You don’t have to buy Dad another tie. Wouldn’t he prefer wine?

Tired of ties? Worn out from from all those cheesy department store Father’s Day TV commercials? That’s what wine is for — to make Father’s Day 2014 more fun for everyone involved. Keep the blog’s wine gift-giving guidelines in mind throughout the process: “Don’t buy someone wine that you think they should like; buy them what they will like.”

Some wine to consider for Father’s Day 2014:

Juvé y Camps Brut Nature Gran Reserva 2008 ($14, purchased, 12%): Delicious and surprisingly sophisticated cava — sparkling wine from Spain — with all sorts of things going on, including honey in the back, some citrus in the front, and even a little minerality.
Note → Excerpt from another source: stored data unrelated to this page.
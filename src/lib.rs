pub mod api;
pub mod config;
pub mod core;
pub mod credentials;
pub mod utils;

pub use crate::core::{
    BatchSummary,
    DedupKey,
    FileOutcome,
    GpError,
    PhotosApi,
    Result,
    UploadEvent,
    UploadManager,
    UploadOptions,
};

pub use api::{ApiConfig, HttpPhotosApi};
pub use credentials::{CredentialRecord, CredentialStore};
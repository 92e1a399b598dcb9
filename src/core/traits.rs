use std::path::Path;
use async_trait::async_trait;
use bytes::Bytes;
use tokio::sync::mpsc;
use super::dedup::DedupKey;
use super::errors::Result;
use super::types::{DownloadUrl, ThumbnailRequest, UploadEvent};

/// Backend capabilities the CLI drives. Keys are opaque backend identifiers.
#[async_trait]
pub trait PhotosApi: Send + Sync {
    /// Turn user input (a media key, a share URL, a dedup key...) into a media key
    async fn resolve_media_key(&self, input: &str) -> Result<String>;

    /// Same as `resolve_media_key`, for the item keys used by trash/archive/etc
    async fn resolve_item_key(&self, input: &str) -> Result<String>;

    /// Media key of content already stored under `key`, if any
    async fn find_by_dedup_key(&self, key: &DedupKey) -> Result<Option<String>>;

    /// Upload one file and return its media key
    async fn upload_file(&self, path: &Path, key: &DedupKey) -> Result<String>;

    /// Where the original (or edited) file can be fetched from
    async fn download_url(&self, media_key: &str) -> Result<DownloadUrl>;

    /// Rendered thumbnail image bytes
    async fn thumbnail(&self, media_key: &str, request: &ThumbnailRequest) -> Result<Bytes>;

    /// Move items to the trash
    async fn move_to_trash(&self, item_keys: &[String]) -> Result<()>;

    /// Bring trashed items back
    async fn restore_from_trash(&self, item_keys: &[String]) -> Result<()>;

    /// Archive items, or unarchive them when `archived` is false
    async fn set_archived(&self, item_keys: &[String], archived: bool) -> Result<()>;

    /// Add to or remove from favourites
    async fn set_favourite(&self, item_key: &str, favourite: bool) -> Result<()>;

    /// Replace the item's caption
    async fn set_caption(&self, item_key: &str, caption: &str) -> Result<()>;
}

/// Receives pipeline events. Called concurrently from every worker.
///
/// Ordering: `BatchStart` before any per-file event, `BatchStop` after all of
/// them. Events from different workers may interleave arbitrarily.
pub trait EventSink: Send + Sync {
    fn emit(&self, event: UploadEvent);
}

impl<F> EventSink for F
where
    F: Fn(UploadEvent) + Send + Sync,
{
    fn emit(&self, event: UploadEvent) {
        self(event)
    }
}

/// Forwards events into a channel, for callers that prefer to consume a stream
pub struct ChannelSink {
    event_tx: mpsc::UnboundedSender<UploadEvent>,
}

impl ChannelSink {
    /// A sink plus the receiving end of its channel
    pub fn channel() -> (Self, mpsc::UnboundedReceiver<UploadEvent>) {
        let (event_tx, event_rx) = mpsc::unbounded_channel();
        (Self { event_tx }, event_rx)
    }
}

impl EventSink for ChannelSink {
    fn emit(&self, event: UploadEvent) {
        // Receiver gone means nobody is listening any more
        let _ = self.event_tx.send(event);
    }
}
use std::path::{Path, PathBuf};
use walkdir::WalkDir;
use super::errors::{GpError, Result};
use super::task::FileTask;

/// Extensions the backend accepts, compared case-insensitively
pub const SUPPORTED_EXTENSIONS: &[&str] = &[
    // photos
    "jpg", "jpeg", "jpe", "png", "gif", "webp", "heic", "heif", "avif", "bmp", "ico", "tif", "tiff",
    // raw
    "arw", "cr2", "cr3", "crw", "dng", "nef", "nrw", "orf", "pef", "raf", "rw2", "sr2", "srf", "srw",
    // videos
    "3g2", "3gp", "asf", "avi", "divx", "m2t", "m2ts", "m4v", "mkv", "mmv", "mod", "mov", "mp4",
    "mpeg", "mpg", "mts", "tod", "wmv",
];

pub fn is_supported(path: &Path) -> bool {
    path.extension()
        .and_then(|ext| ext.to_str())
        .map(|ext| SUPPORTED_EXTENSIONS.iter().any(|s| s.eq_ignore_ascii_case(ext)))
        .unwrap_or(false)
}

/// Collect the files under `root` that make up one batch.
///
/// A file root is a batch of one and bypasses the extension filter. Any I/O
/// error while walking aborts discovery.
pub fn discover(root: &Path, recursive: bool, disable_filter: bool) -> Result<Vec<FileTask>> {
    let root = std::path::absolute(root).map_err(|err| GpError::discovery(root, err))?;
    let metadata = std::fs::metadata(&root).map_err(|err| GpError::discovery(&root, err))?;

    if metadata.is_file() {
        return Ok(vec![FileTask::new(root, metadata.len())]);
    }

    let max_depth = if recursive { usize::MAX } else { 1 };
    let mut tasks = Vec::new();

    for entry in WalkDir::new(&root)
        .min_depth(1)
        .max_depth(max_depth)
        .follow_links(false)
        .sort_by_file_name()
    {
        let entry = entry.map_err(walk_error)?;
        if !entry.file_type().is_file() {
            continue;
        }
        if !disable_filter && !is_supported(entry.path()) {
            continue;
        }

        let size = entry.metadata().map_err(walk_error)?.len();
        tasks.push(FileTask::new(entry.path().to_path_buf(), size));
    }

    Ok(tasks)
}

fn walk_error(err: walkdir::Error) -> GpError {
    let path = err.path().map(Path::to_path_buf).unwrap_or_else(PathBuf::new);
    let source = match err.into_io_error() {
        Some(io) => io,
        None => std::io::Error::other("filesystem loop detected"),
    };
    GpError::discovery(path, source)
}

#[cfg(test)]
mod tests {
    use super::*;
    use std::fs;

    fn names(tasks: &[FileTask]) -> Vec<&str> {
        tasks.iter().map(|t| t.name.as_str()).collect()
    }

    #[test]
    fn test_is_supported_ignores_case() {
        assert!(is_supported(Path::new("a/IMG_0001.JPG")));
        assert!(is_supported(Path::new("clip.Mp4")));
        assert!(!is_supported(Path::new("notes.txt")));
        assert!(!is_supported(Path::new("no_extension")));
    }

    #[test]
    fn test_discover_filters_and_skips_subdirs() {
        let dir = tempfile::tempdir().unwrap();
        fs::write(dir.path().join("b.png"), b"b").unwrap();
        fs::write(dir.path().join("a.jpg"), b"a").unwrap();
        fs::write(dir.path().join("readme.md"), b"r").unwrap();
        fs::create_dir(dir.path().join("nested")).unwrap();
        fs::write(dir.path().join("nested/c.heic"), b"c").unwrap();

        let tasks = discover(dir.path(), false, false).unwrap();
        assert_eq!(names(&tasks), vec!["a.jpg", "b.png"]);
        assert!(tasks.iter().all(|t| t.path.is_absolute()));

        let tasks = discover(dir.path(), true, false).unwrap();
        assert_eq!(names(&tasks), vec!["a.jpg", "b.png", "c.heic"]);

        let tasks = discover(dir.path(), false, true).unwrap();
        assert_eq!(names(&tasks), vec!["a.jpg", "b.png", "readme.md"]);
    }

    #[test]
    fn test_discover_single_file_bypasses_filter() {
        let dir = tempfile::tempdir().unwrap();
        let file = dir.path().join("document.pdf");
        fs::write(&file, b"12345").unwrap();

        let tasks = discover(&file, false, false).unwrap();
        assert_eq!(tasks.len(), 1);
        assert_eq!(tasks[0].size, 5);
    }

    #[test]
    fn test_discover_missing_root_fails() {
        let dir = tempfile::tempdir().unwrap();
        let err = discover(&dir.path().join("missing"), false, false).unwrap_err();
        assert!(matches!(err, GpError::Discovery { .. }));
    }
}
use yew::prelude::*;

use crate::images::background_css;
use crate::page::{PageConfig, PageContent};

// Keep this link pointing at the upstream project, even in forks.
pub const REPO_URL: &str = "https://github.com/MichaelCurrin/instant-website";
pub const PROJECT_TITLE: &str = "Instant Website";

// Every image comes from keyword search, so a refresh always shuffles them.
const RANDOM_IMAGES: bool = true;

pub fn refresh_message(random_images: bool) -> &'static str {
    if random_images {
        " - Refresh this page to pick random images."
    } else {
        ""
    }
}

/// Inline style for the full-page background element.
pub fn background_style(content: &PageContent) -> String {
    format!(
        "background-image: {};",
        background_css(content.background.as_ref())
    )
}

fn main_card(content: &PageContent) -> Html {
    let img = &content.main_image;

    html! {
      <div class="card is-wide">
        <div class="card-content">
          <div class="media">
            <div class="media-left">
              <figure class={img.figure_class()}>
                <img class="is-rounded" src={img.url.clone()} alt="Small profile" />
              </figure>
            </div>

            <div class="media-content">
              <p class="title is-4">{ content.title.clone() }</p>
              <p class="subtitle is-6">{ content.subtitle.clone() }</p>
            </div>
          </div>

          <p class="content">{ content.description.clone() }</p>

          <footer class="card-footer">
            <p class="card-footer-item">
              <span>
                { "Made with " }<a href={REPO_URL}>{ PROJECT_TITLE }</a>
                { refresh_message(RANDOM_IMAGES) }
              </span>
            </p>
          </footer>
        </div>
      </div>
    }
}

fn modal(card_body: Html, footer: Html) -> Html {
    html! {
      <div class="modal is-active">
        <div class="modal-card">
          <header class="modal-card-head" />
          <section class="modal-card-body">{ card_body }</section>
          <footer class="modal-card-foot">{ footer }</footer>
        </div>
      </div>
    }
}

#[derive(Properties, PartialEq)]
pub struct MainPageProps {
    pub config: PageConfig,
    /// Rendered in the modal footer (the customize form).
    #[prop_or_default]
    pub children: Html,
}

#[function_component(MainPage)]
pub fn main_page(props: &MainPageProps) -> Html {
    let content = props.config.resolve();

    html! {
      <div>
        { modal(main_card(&content), props.children.clone()) }
        <section
          id="bg"
          class="hero is-fullheight"
          style={background_style(&content)}
          role="img"
          aria-label="Random background"
        />
      </div>
    }
}
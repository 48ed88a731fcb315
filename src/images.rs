/* -----------------------------
   Image search URLs
----------------------------- */

pub const IMAGE_SERVICE_BASE: &str = "https://source.unsplash.com";

pub const MAIN_IMG_W: u32 = 128;
pub const MAIN_IMG_H: u32 = 128;
pub const BG_IMG_W: u32 = 1600;
pub const BG_IMG_H: u32 = 900;

/// Search URL for comma-separated keywords. Empty keywords get a random image.
pub fn image_search_url(keywords: &str, width: u32, height: u32) -> String {
    format!("{IMAGE_SERVICE_BASE}/{width}x{height}/?{keywords}")
}

#[derive(Clone, Debug, PartialEq, Eq)]
pub struct ImageRef {
    pub width: u32,
    pub height: u32,
    pub url: String,
}

impl ImageRef {
    pub fn search(keywords: &str, width: u32, height: u32) -> Self {
        Self {
            width,
            height,
            url: image_search_url(keywords, width, height),
        }
    }

    /// Profile image. Always present, random when `keywords` is empty.
    pub fn main(keywords: &str) -> Self {
        Self::search(keywords, MAIN_IMG_W, MAIN_IMG_H)
    }

    /// Background image. No keywords means no background at all.
    pub fn background(keywords: &str) -> Option<Self> {
        if keywords.is_empty() {
            None
        } else {
            Some(Self::search(keywords, BG_IMG_W, BG_IMG_H))
        }
    }

    /// Bulma figure class, e.g. `image is-128x128`.
    pub fn figure_class(&self) -> String {
        format!("image is-{}x{}", self.width, self.height)
    }
}

/// Value for the CSS `background-image` property.
pub fn background_css(bg: Option<&ImageRef>) -> String {
    match bg {
        Some(img) => format!("url({})", img.url),
        None => "none".to_string(),
    }
}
Toast Dad with this one, and impress everyone.

Château du Donjon Minervois Rosé 2013 ($10, purchased, 12.5%): Look for sour cherry fruit and some minerality, though a bit thin in the middle. This is not so much a problem with the wine but with the quality of $10 rose, because the wine is quite tasty.

Robert Oatley Wild Oats Shiraz 2011 ($15, sample, 13.5%): Lots of spice to go with the fruity Australian style (berries?). This is a wine that shiraz lovers will enjoy, as well as those of us who don’t like the style. A fine value, and highly recommended.

Solena Pinot Gris 2012 ($17, sample, 13.5%) Top-notch Oregon pinot gris (apples, crispy, refreshing) that shows what the state can do with this grape. A bit pricey, but a fine gift for dads who like this kind of wine.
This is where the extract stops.